Alex Mensah one of the survivors of the dreadful disaster when In the middle of a heavy flooding and rainstorm mid-night Wednesday, June 3 2015, an explosion at Kwame Nkrumah Circle Branch of the GOIL filling station in the capital Accra, killed at least 150 people that plunged the whole nation into an official three-day national mourning has shared the ordeal he endured and how it really felt when he had his face caught by fire whiles trying to swim away from the flood water mixed with petrol and diesel.
The victim who has several degree of scars on his face after suffering from burns explained that, it really felt like he will die, he tried to swim away from the approaching fire as the flood water made his body itchy.
Speaking on Kingdom FM’s ‘MAKOSEM’ program on Monday with Okatakyie Obeng Mensah, he added that he saw pool of bodies being swept away by the flood long before the water caught fire.
” It really was horrifying, this is something I cant really explain, my whole world came crushing on me. my body felt itchy, I couldn’t breath as the fire caught my face. I was hoping I die, I wished for death to take me away, because I saw no essence to live. in kept ringing in my heart that the world has come to an end, it felt like how the bible describes how the Tribulation of the ‘Endtime’ would be”

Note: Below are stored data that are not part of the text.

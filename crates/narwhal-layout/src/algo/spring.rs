//! Fruchterman-Reingold force-directed placement.
//!
//! Dense O(n²) per iteration: every pair repels with `k² / d`, every edge attracts with
//! `d² / k`. Displacements are capped by a temperature that cools linearly to zero.

use narwhal_graphlib::Graph;

use super::random::unit_square;
use super::{SpringOptions, rescale_layout};
use crate::rng::XorShift64Star;

const MIN_DISTANCE: f64 = 0.01;
const MIN_LENGTH: f64 = 0.01;
const SHORT_LENGTH_SUBSTITUTE: f64 = 0.1;

pub fn layout(graph: &Graph, opts: &SpringOptions) -> Vec<(f64, f64)> {
    let n = graph.node_count();
    if n <= 1 {
        return vec![(0.0, 0.0); n];
    }

    let mut rng = XorShift64Star::new(opts.random_seed);
    let mut pos = unit_square(&mut rng, n);

    let k = match opts.k {
        Some(k) if k.is_finite() && k > 0.0 => k,
        _ => (1.0 / n as f64).sqrt(),
    };

    let adjacency = adjacency_matrix(graph);

    let span_x = span(pos.iter().map(|p| p.0));
    let span_y = span(pos.iter().map(|p| p.1));
    let mut t = span_x.max(span_y) * 0.1;
    let dt = t / (opts.iterations as f64 + 1.0);

    let mut displacement = vec![(0.0, 0.0); n];
    let mut iterations = 0usize;
    for _ in 0..opts.iterations {
        iterations += 1;
        for (i, disp) in displacement.iter_mut().enumerate() {
            let mut dx_sum = 0.0;
            let mut dy_sum = 0.0;
            for j in 0..n {
                let dx = pos[i].0 - pos[j].0;
                let dy = pos[i].1 - pos[j].1;
                let distance = (dx * dx + dy * dy).sqrt().max(MIN_DISTANCE);
                let force =
                    k * k / (distance * distance) - adjacency[i * n + j] * distance / k;
                dx_sum += dx * force;
                dy_sum += dy * force;
            }
            *disp = (dx_sum, dy_sum);
        }

        let mut moved_sq = 0.0;
        for (p, &(dx, dy)) in pos.iter_mut().zip(&displacement) {
            let mut length = (dx * dx + dy * dy).sqrt();
            if length < MIN_LENGTH {
                length = SHORT_LENGTH_SUBSTITUTE;
            }
            let step_x = dx * t / length;
            let step_y = dy * t / length;
            p.0 += step_x;
            p.1 += step_y;
            moved_sq += step_x * step_x + step_y * step_y;
        }

        t -= dt;
        if moved_sq.sqrt() / (n as f64) < opts.threshold {
            break;
        }
    }

    tracing::debug!(nodes = n, k, iterations, "spring layout finished");

    rescale_layout(&mut pos, 1.0);
    pos
}

fn adjacency_matrix(graph: &Graph) -> Vec<f64> {
    let n = graph.node_count();
    let mut a = vec![0.0; n * n];
    for (v, w) in graph.edge_indices() {
        a[v * n + w] = 1.0;
        a[w * n + v] = 1.0;
    }
    a
}

fn span(values: impl Iterator<Item = f64>) -> f64 {
    let (min, max) = values.fold((f64::INFINITY, f64::NEG_INFINITY), |(lo, hi), v| {
        (lo.min(v), hi.max(v))
    });
    if min.is_finite() && max.is_finite() {
        max - min
    } else {
        0.0
    }
}
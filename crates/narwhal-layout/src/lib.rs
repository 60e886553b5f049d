#![forbid(unsafe_code)]

//! Headless 2-D graph layout algorithms.
//!
//! Every algorithm is a pure function of graph structure and options. The two randomized ones
//! (`spring`, `random`) draw from a seeded [`rng::XorShift64Star`], so identical inputs yield
//! bit-identical positions across runs and platforms.

pub mod algo;
pub mod error;
mod result;
pub mod rng;

pub use algo::{
    Algorithm, DEFAULT_SEED, KamadaKawaiOptions, RandomOptions, ShellOptions, SpiralOptions,
    SpringOptions,
};
pub use error::{Error, Result};
pub use narwhal_graphlib::Graph;
pub use result::{LayoutResult, Point};

/// Headless layout entry point.
pub fn layout(graph: &Graph, algorithm: &Algorithm) -> Result<LayoutResult> {
    let coords = match algorithm {
        Algorithm::Spring(opts) => algo::spring::layout(graph, opts),
        Algorithm::Circular => algo::circular::layout(graph),
        Algorithm::Random(opts) => algo::random::layout(graph, opts),
        Algorithm::Shell(opts) => return Ok(algo::circular::shell_layout(graph, opts)),
        Algorithm::KamadaKawai(opts) => algo::kamada_kawai::layout(graph, opts),
        Algorithm::Spectral => algo::spectral::layout(graph)?,
        Algorithm::Spiral(opts) => algo::spiral::layout(graph, opts),
    };
    Ok(algo::collect_positions(graph, &coords))
}
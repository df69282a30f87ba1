//! Command handler modules for sidx-cli.
//!
//! Shared utilities used by multiple command paths live here.

pub mod sync;

use anyhow::{Context, Result};
use sidx_config::{report_unused_keys, ConfigScope, LoadedConfig, SyncConfig, UnusedKeyPolicy};
use sqlx::PgPool;
use tracing::warn;

/// Load layered config and run the unused-key guard for `scope`.
pub fn load_config(paths: &[String], scope: ConfigScope, strict: bool) -> Result<LoadedConfig> {
    let path_refs: Vec<&str> = paths.iter().map(|s| s.as_str()).collect();
    let loaded = sidx_config::load_layered_yaml(&path_refs)?;

    let policy = if strict {
        UnusedKeyPolicy::Fail
    } else {
        UnusedKeyPolicy::Warn
    };
    let report = report_unused_keys(scope, &loaded.config_json, policy)?;
    for p in &report.unused_leaf_pointers {
        warn!(scope = %report.scope, pointer = %p, "unused config key");
    }
    Ok(loaded)
}

/// Connect using `database.url_env` from the given config, or the default
/// env var when no config is given. The config is the same file `sidx sync`
/// reads, so it is checked against the sync registry.
pub async fn connect_db(config_paths: &[String]) -> Result<PgPool> {
    if config_paths.is_empty() {
        return sidx_db::connect_from_env().await;
    }
    let loaded = load_config(config_paths, ConfigScope::Sync, false)?;
    let cfg: SyncConfig = serde_json::from_value(loaded.config_json)
        .context("config does not match the sync config shape")?;
    sidx_db::connect_from_env_var(&cfg.database.url_env).await
}
//! Postgres persistence for known rules.
//!
//! Plain async functions over a [`PgPool`]. This crate executes statements; it
//! does not decide which statement a rule needs. That decision belongs to the
//! sync driver.

use anyhow::{anyhow, Context, Result};
use chrono::{DateTime, Utc};
use sqlx::Row;
use sqlx::{postgres::PgPoolOptions, PgPool};

pub const ENV_DB_URL: &str = "SIDX_DATABASE_URL";

/// Connect to Postgres.
pub async fn connect(url: &str) -> Result<PgPool> {
    let pool = PgPoolOptions::new()
        .max_connections(4)
        .connect(url)
        .await
        .context("failed to connect to Postgres")?;
    Ok(pool)
}

/// Connect to Postgres using the URL stored in `var`.
pub async fn connect_from_env_var(var: &str) -> Result<PgPool> {
    let url = std::env::var(var).with_context(|| format!("missing env var {var}"))?;
    connect(&url).await
}

/// Connect to Postgres using SIDX_DATABASE_URL.
pub async fn connect_from_env() -> Result<PgPool> {
    connect_from_env_var(ENV_DB_URL).await
}

/// Run embedded SQLx migrations.
pub async fn migrate(pool: &PgPool) -> Result<()> {
    sqlx::migrate!("./migrations")
        .run(pool)
        .await
        .context("db migrate failed")?;
    Ok(())
}

/// Pool for DB-backed tests: SIDX_DATABASE_URL, migrated.
pub async fn testkit_db_pool() -> Result<PgPool> {
    let pool = connect_from_env().await?;
    migrate(&pool).await?;
    Ok(pool)
}

#[derive(Debug, Clone)]
pub struct DbStatus {
    pub ok: bool,
    pub has_rule_table: bool,
    pub rules_total: i64,
    pub rules_active: i64,
}

/// Connectivity + schema presence + rule counts.
pub async fn status(pool: &PgPool) -> Result<DbStatus> {
    let (one,): (i32,) = sqlx::query_as::<_, (i32,)>("select 1")
        .fetch_one(pool)
        .await
        .context("status connectivity query failed")?;

    let (exists,): (bool,) = sqlx::query_as::<_, (bool,)>(
        r#"
        select exists (
            select 1
            from information_schema.tables
            where table_schema='public' and table_name='rule'
        )
        "#,
    )
    .fetch_one(pool)
    .await
    .context("status table-exists query failed")?;

    let (total, active) = if exists {
        sqlx::query_as::<_, (i64, i64)>(
            "select count(*)::bigint, count(*) filter (where active)::bigint from rule",
        )
        .fetch_one(pool)
        .await
        .context("status rule count query failed")?
    } else {
        (0, 0)
    };

    Ok(DbStatus {
        ok: one == 1,
        has_rule_table: exists,
        rules_total: total,
        rules_active: active,
    })
}

// ---------------------------------------------------------------------------
// Baseline
// ---------------------------------------------------------------------------

/// One known rule as needed to seed the reconciliation index.
#[derive(Debug, Clone, PartialEq, Eq)]
pub struct BaselineRow {
    pub sid: i64,
    pub rev: i32,
    pub active: bool,
}

/// All known rules, ascending by sid.
pub async fn fetch_baseline(pool: &PgPool) -> Result<Vec<BaselineRow>> {
    let rows = sqlx::query("select sid, rev, active from rule order by sid asc")
        .fetch_all(pool)
        .await
        .context("fetch_baseline failed")?;

    let mut out = Vec::with_capacity(rows.len());
    for row in rows {
        out.push(BaselineRow {
            sid: row.try_get("sid")?,
            rev: row.try_get("rev")?,
            active: row.try_get("active")?,
        });
    }
    Ok(out)
}

// ---------------------------------------------------------------------------
// Writes
// ---------------------------------------------------------------------------

/// Full rule payload written on insert/update/reactivate.
#[derive(Debug, Clone, PartialEq, Eq)]
pub struct RuleWrite {
    pub sid: i64,
    pub rev: i32,
    /// `<source name>:<relative path>`
    pub file: String,
    /// Raw rule line.
    pub pattern: String,
}

pub async fn insert_rule(pool: &PgPool, r: &RuleWrite) -> Result<()> {
    sqlx::query(
        r#"
        insert into rule (sid, rev, file, pattern, active)
        values ($1, $2, $3, $4, true)
        "#,
    )
    .bind(r.sid)
    .bind(r.rev)
    .bind(&r.file)
    .bind(&r.pattern)
    .execute(pool)
    .await
    .with_context(|| format!("insert_rule failed sid={}", r.sid))?;
    Ok(())
}

pub async fn update_rule(pool: &PgPool, r: &RuleWrite) -> Result<()> {
    let res = sqlx::query(
        r#"
        update rule
        set rev = $1,
            file = $2,
            pattern = $3,
            updated_at = now()
        where sid = $4
        "#,
    )
    .bind(r.rev)
    .bind(&r.file)
    .bind(&r.pattern)
    .bind(r.sid)
    .execute(pool)
    .await
    .with_context(|| format!("update_rule failed sid={}", r.sid))?;

    expect_one_row(res.rows_affected(), "update_rule", r.sid)
}

/// Update a soft-deleted rule and mark it active again.
pub async fn reactivate_rule(pool: &PgPool, r: &RuleWrite) -> Result<()> {
    let res = sqlx::query(
        r#"
        update rule
        set rev = $1,
            file = $2,
            pattern = $3,
            active = true,
            deactivated_at = null,
            updated_at = now()
        where sid = $4
        "#,
    )
    .bind(r.rev)
    .bind(&r.file)
    .bind(&r.pattern)
    .bind(r.sid)
    .execute(pool)
    .await
    .with_context(|| format!("reactivate_rule failed sid={}", r.sid))?;

    expect_one_row(res.rows_affected(), "reactivate_rule", r.sid)
}

/// Soft-delete: keep the row, mark it inactive.
pub async fn deactivate_rule(pool: &PgPool, sid: i64) -> Result<()> {
    let res = sqlx::query(
        r#"
        update rule
        set active = false,
            deactivated_at = now()
        where sid = $1
          and active
        "#,
    )
    .bind(sid)
    .execute(pool)
    .await
    .with_context(|| format!("deactivate_rule failed sid={sid}"))?;

    expect_one_row(res.rows_affected(), "deactivate_rule", sid)
}

fn expect_one_row(affected: u64, op: &str, sid: i64) -> Result<()> {
    match affected {
        1 => Ok(()),
        0 => Err(anyhow!("{op}: no matching row for sid={sid}")),
        n => Err(anyhow!("{op}: {n} rows affected for sid={sid}")),
    }
}

// ---------------------------------------------------------------------------
// Reads
// ---------------------------------------------------------------------------

#[derive(Debug, Clone)]
pub struct RuleRow {
    pub sid: i64,
    pub rev: i32,
    pub file: String,
    pub pattern: String,
    pub active: bool,
    pub created_at: DateTime<Utc>,
    pub updated_at: Option<DateTime<Utc>>,
    pub deactivated_at: Option<DateTime<Utc>>,
}

pub async fn fetch_rule(pool: &PgPool, sid: i64) -> Result<Option<RuleRow>> {
    let row = sqlx::query(
        r#"
        select sid, rev, file, pattern, active, created_at, updated_at, deactivated_at
        from rule
        where sid = $1
        "#,
    )
    .bind(sid)
    .fetch_optional(pool)
    .await
    .context("fetch_rule failed")?;

    let Some(row) = row else {
        return Ok(None);
    };

    Ok(Some(RuleRow {
        sid: row.try_get("sid")?,
        rev: row.try_get("rev")?,
        file: row.try_get("file")?,
        pattern: row.try_get("pattern")?,
        active: row.try_get("active")?,
        created_at: row.try_get("created_at")?,
        updated_at: row.try_get("updated_at")?,
        deactivated_at: row.try_get("deactivated_at")?,
    }))
}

”I saw pool of dead bodies being swept away by the flood, those who were still alive at that time were screaming for help, I heard loud screaming from afar, I grieved”, he exclaimed!
JUNE 3 DISASTER
In the middle of a heavy flooding and rainstorm mid-night Wednesday, June 3 2015, an explosion at Kwame Nkrumah Circle Branch of the GOIL filling station in the capital Accra, killed at least 150 people that plunged the whole nation into an official three-day national mourning.
The streets of the capital from the accident scene were littered with bodies while some were found in drains taking authorities weeks to clear the remnants of the disaster.
The morgues were congested with bodies and hospital authorities were overwhelmed with casualties from Ghana’s worst ever disaster that happened on June 3.
What many Ghanaians have coined the Black Wednesday years ago has imprints of sadness, and sorrow till date and likely to leave indelible scars in the minds of Ghanaians.